The Osaka-based company said Friday it is donating about 20 million yen ($174,000) to the Polish Red Cross, in support of those who evacuated from Ukraine, and to Peace Winds Japan, an NGO that gives aid to Ukraine.

“We hope that the world will return to peace and security as soon as possible,” the company said in a statement expressing condolences for the victims.

Panasonic makes household gadgets that are exported around the world. Panasonic also has research and energy businesses.

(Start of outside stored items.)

//! Configuration system for udppunch.
//!
//! Resolution order: environment variables → config file → defaults.
//!
//! Config file location:
//!   1. $PUNCH_CONFIG (explicit override)
//!   2. $XDG_CONFIG_HOME/udppunch/config.toml
//!   3. ~/.config/udppunch/config.toml
//!
//! Read once at startup. Nothing in the daemon re-reads it.

use serde::{Deserialize, Serialize};
use std::net::IpAddr;
use std::path::PathBuf;

use crate::wire::{DEFAULT_UDP_PORT, MAX_DATAGRAM, MAX_UDP_PAYLOAD, MIN_HANDSHAKE_LEN, RECORD_LEN};

/// Top-level configuration.
#[derive(Debug, Clone, Default, Serialize, Deserialize)]
#[serde(default)]
pub struct PunchConfig {
    pub network: NetworkConfig,
    pub registry: RegistryConfig,
    pub listener: ListenerConfig,
    pub monitor: MonitorConfig,
    pub registration: RegistrationConfig,
}

#[derive(Debug, Clone, Serialize, Deserialize)]
#[serde(default)]
pub struct NetworkConfig {
    /// Address the rendezvous socket binds to.
    pub bind_addr: IpAddr,
    /// UDP port clients register and resolve on.
    pub udp_port: u16,
    /// Receive buffer per datagram. Longer datagrams are truncated.
    pub max_datagram: usize,
    /// SO_RCVBUF in bytes. 0 = kernel default.
    pub recv_buffer_bytes: usize,
}

#[derive(Debug, Clone, Serialize, Deserialize)]
#[serde(default)]
pub struct RegistryConfig {
    /// Maximum number of peers kept. The least recently used is evicted.
    pub capacity: usize,
}

#[derive(Debug, Clone, Serialize, Deserialize)]
#[serde(default)]
pub struct ListenerConfig {
    /// Consecutive transient receive errors tolerated before the listener
    /// gives up on the socket.
    pub max_consecutive_errors: u32,
    /// Upper bound on a resolve reply, in bytes.
    pub max_reply_bytes: usize,
}

#[derive(Debug, Clone, Serialize, Deserialize)]
#[serde(default)]
pub struct MonitorConfig {
    /// Serve the HTTP dashboard and JSON API.
    pub enabled: bool,
    pub bind_addr: IpAddr,
    pub port: u16,
    /// HTTP Basic credentials for every monitor route.
    pub username: String,
    pub password: String,
}

#[derive(Debug, Clone, Default, Serialize, Deserialize)]
#[serde(default)]
pub struct RegistrationConfig {
    /// Peer keys (hex) whose registrations are dropped.
    pub blocked_keys: Vec<String>,
}

// ── Defaults ──────────────────────────────────────────────────────────────────

/// Password shipped in the default config. The daemon warns while it is in use.
pub const DEFAULT_MONITOR_PASSWORD: &str = "admin";

impl Default for NetworkConfig {
    fn default() -> Self {
        Self {
            bind_addr: IpAddr::from([0, 0, 0, 0]),
            udp_port: DEFAULT_UDP_PORT,
            max_datagram: MAX_DATAGRAM,
            recv_buffer_bytes: 0,
        }
    }
}

impl Default for RegistryConfig {
    fn default() -> Self {
        Self { capacity: 1024 }
    }
}

impl Default for ListenerConfig {
    fn default() -> Self {
        Self {
            max_consecutive_errors: 64,
            max_reply_bytes: MAX_UDP_PAYLOAD,
        }
    }
}

impl Default for MonitorConfig {
    fn default() -> Self {
        Self {
            enabled: true,
            bind_addr: IpAddr::from([0, 0, 0, 0]),
            port: 8080,
            username: "admin".to_string(),
            password: DEFAULT_MONITOR_PASSWORD.to_string(),
        }
    }
}

// ── Path helpers ──────────────────────────────────────────────────────────────

fn config_dir() -> PathBuf {
    std::env::var("XDG_CONFIG_HOME")
        .map(PathBuf::from)
        .unwrap_or_else(|_| dirs_or_home().join(".config"))
        .join("udppunch")
}

fn dirs_or_home() -> PathBuf {
    std::env::var("HOME")
        .map(PathBuf::from)
        .unwrap_or_else(|_| PathBuf::from("/tmp"))
}

// ── Errors ────────────────────────────────────────────────────────────────────

#[derive(Debug, thiserror::Error)]
pub enum ConfigError {
    #[error("failed to read {0}: {1}")]
    ReadFailed(PathBuf, std::io::Error),
    #[error("failed to parse {0}: {1}")]
    ParseFailed(PathBuf, toml::de::Error),
    #[error("failed to write {0}: {1}")]
    WriteFailed(PathBuf, std::io::Error),
    #[error("failed to serialize: {0}")]
    SerializeFailed(toml::ser::Error),
    #[error("invalid config: {0}")]
    Invalid(&'static str),
}

// ── Loading ───────────────────────────────────────────────────────────────────

impl PunchConfig {
    /// Load config: env vars → file → defaults.
    pub fn load() -> Result<Self, ConfigError> {
        let path = Self::file_path();
        let mut config = if path.exists() {
            let text = std::fs::read_to_string(&path)
                .map_err(|e| ConfigError::ReadFailed(path.clone(), e))?;
            toml::from_str(&text).map_err(|e| ConfigError::ParseFailed(path.clone(), e))?
        } else {
            PunchConfig::default()
        };
        config.apply_env_overrides();
        Ok(config)
    }

    /// Config file path.
    pub fn file_path() -> PathBuf {
        std::env::var("PUNCH_CONFIG")
            .map(PathBuf::from)
            .unwrap_or_else(|_| config_dir().join("config.toml"))
    }

    /// Write default config if none exists. Returns the path.
    pub fn write_default_if_missing() -> Result<PathBuf, ConfigError> {
        let path = Self::file_path();
        if !path.exists() {
            if let Some(parent) = path.parent() {
                std::fs::create_dir_all(parent)
                    .map_err(|e| ConfigError::WriteFailed(path.clone(), e))?;
            }
            let text = toml::to_string_pretty(&PunchConfig::default())
                .map_err(ConfigError::SerializeFailed)?;
            std::fs::write(&path, text).map_err(|e| ConfigError::WriteFailed(path.clone(), e))?;
        }
        Ok(path)
    }

    /// Reject settings the daemon cannot run with.
    pub fn validate(&self) -> Result<(), ConfigError> {
        if self.registry.capacity == 0 {
            return Err(ConfigError::Invalid("registry.capacity must be at least 1"));
        }
        if self.network.max_datagram < MIN_HANDSHAKE_LEN {
            return Err(ConfigError::Invalid(
                "network.max_datagram is too small to hold a handshake",
            ));
        }
        if self.listener.max_consecutive_errors == 0 {
            return Err(ConfigError::Invalid(
                "listener.max_consecutive_errors must be at least 1",
            ));
        }
        if self.listener.max_reply_bytes < RECORD_LEN {
            return Err(ConfigError::Invalid(
                "listener.max_reply_bytes is too small to hold one record",
            ));
        }
        if self.monitor.enabled && self.monitor.password.is_empty() {
            return Err(ConfigError::Invalid("monitor.password must not be empty"));
        }
        Ok(())
    }

    /// Apply PUNCH_* env var overrides.
    fn apply_env_overrides(&mut self) {
        self.apply_overrides(|name| std::env::var(name).ok());
    }

    fn apply_overrides(&mut self, var: impl Fn(&str) -> Option<String>) {
        if let Some(v) = var("PUNCH_NETWORK__BIND_ADDR") {
            if let Ok(a) = v.parse() {
                self.network.bind_addr = a;
            }
        }
        if let Some(v) = var("PUNCH_NETWORK__UDP_PORT") {
            if let Ok(p) = v.parse() {
                self.network.udp_port = p;
            }
        }
        if let Some(v) = var("PUNCH_REGISTRY__CAPACITY") {
            if let Ok(c) = v.parse() {
                self.registry.capacity = c;
            }
        }
        if let Some(v) = var("PUNCH_MONITOR__ENABLED") {
            self.monitor.enabled = v == "true" || v == "1";
        }
        if let Some(v) = var("PUNCH_MONITOR__PORT") {
            if let Ok(p) = v.parse() {
                self.monitor.port = p;
            }
        }
        if let Some(v) = var("PUNCH_MONITOR__PASSWORD") {
            self.monitor.password = v;
        }
    }
}
pub mod auth;
pub mod handlers;

use std::net::SocketAddr;

use anyhow::Context;
use axum::middleware::from_fn_with_state;
use axum::routing::get;
use axum::Router;
use tokio::net::TcpListener;
use tokio::sync::broadcast;
use tower_http::trace::TraceLayer;

pub use auth::Credentials;
pub use handlers::ApiState;

/// All monitor routes, behind Basic auth.
pub fn router(state: ApiState) -> Router {
    let api_routes = Router::new()
        .route("/", get(handlers::handle_overview))
        .route("/status", get(handlers::handle_status))
        .route("/peers", get(handlers::handle_peers));

    Router::new()
        .route("/", get(handlers::handle_dashboard))
        .nest("/api", api_routes)
        .layer(from_fn_with_state(state.clone(), auth::require_basic_auth))
        .layer(TraceLayer::new_for_http())
        .with_state(state)
}

pub async fn serve(
    state: ApiState,
    addr: SocketAddr,
    shutdown: broadcast::Receiver<()>,
) -> anyhow::Result<()> {
    let listener = TcpListener::bind(addr)
        .await
        .with_context(|| format!("failed to bind monitor on {addr}"))?;
    serve_listener(listener, state, shutdown).await
}

/// Serve on an already bound listener until `shutdown` fires.
pub async fn serve_listener(
    listener: TcpListener,
    state: ApiState,
    mut shutdown: broadcast::Receiver<()>,
) -> anyhow::Result<()> {
    let addr = listener.local_addr()?;
    tracing::info!(%addr, "monitor listening");
    axum::serve(listener, router(state))
        .with_graceful_shutdown(async move {
            let _ = shutdown.recv().await;
        })
        .await?;
    Ok(())
}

MOSCOW — The Russian parliament has passed a bill introducing sentences of up to 15 years in prison for intentionally spreading “fake” information about military action.

Russian state news agencies reported Friday the passing of the bill in the third and final reading.

The development came amid a crackdown by Russian authorities on independent media and criticism of last week's invasion of Ukraine.

The bill now heads to the upper house of parliament, whose approval is expected to be a formality, before President Vladimir Putin can sign it into law.

Duma Speaker Vyacheslav Volodin says it may enter into force as early as Saturday.

Spreading what Russian authorities deem to be false information is punishable by up to three years in prison, or 15 years if it is deemed to have “severe consequences.” The bill also bans calling for sanctions to be implemented against Russia.

Less than two hours after the bill was passed, news website Znak said it was shutting down, citing “the large number of restrictions which have appeared recently affecting the work of media in Russia.”

Russia’s top independent radio station Ekho Moskvy was closed Thursday and independent TV station Dozdh ceased operations after receiving a threat of closure from the authorities.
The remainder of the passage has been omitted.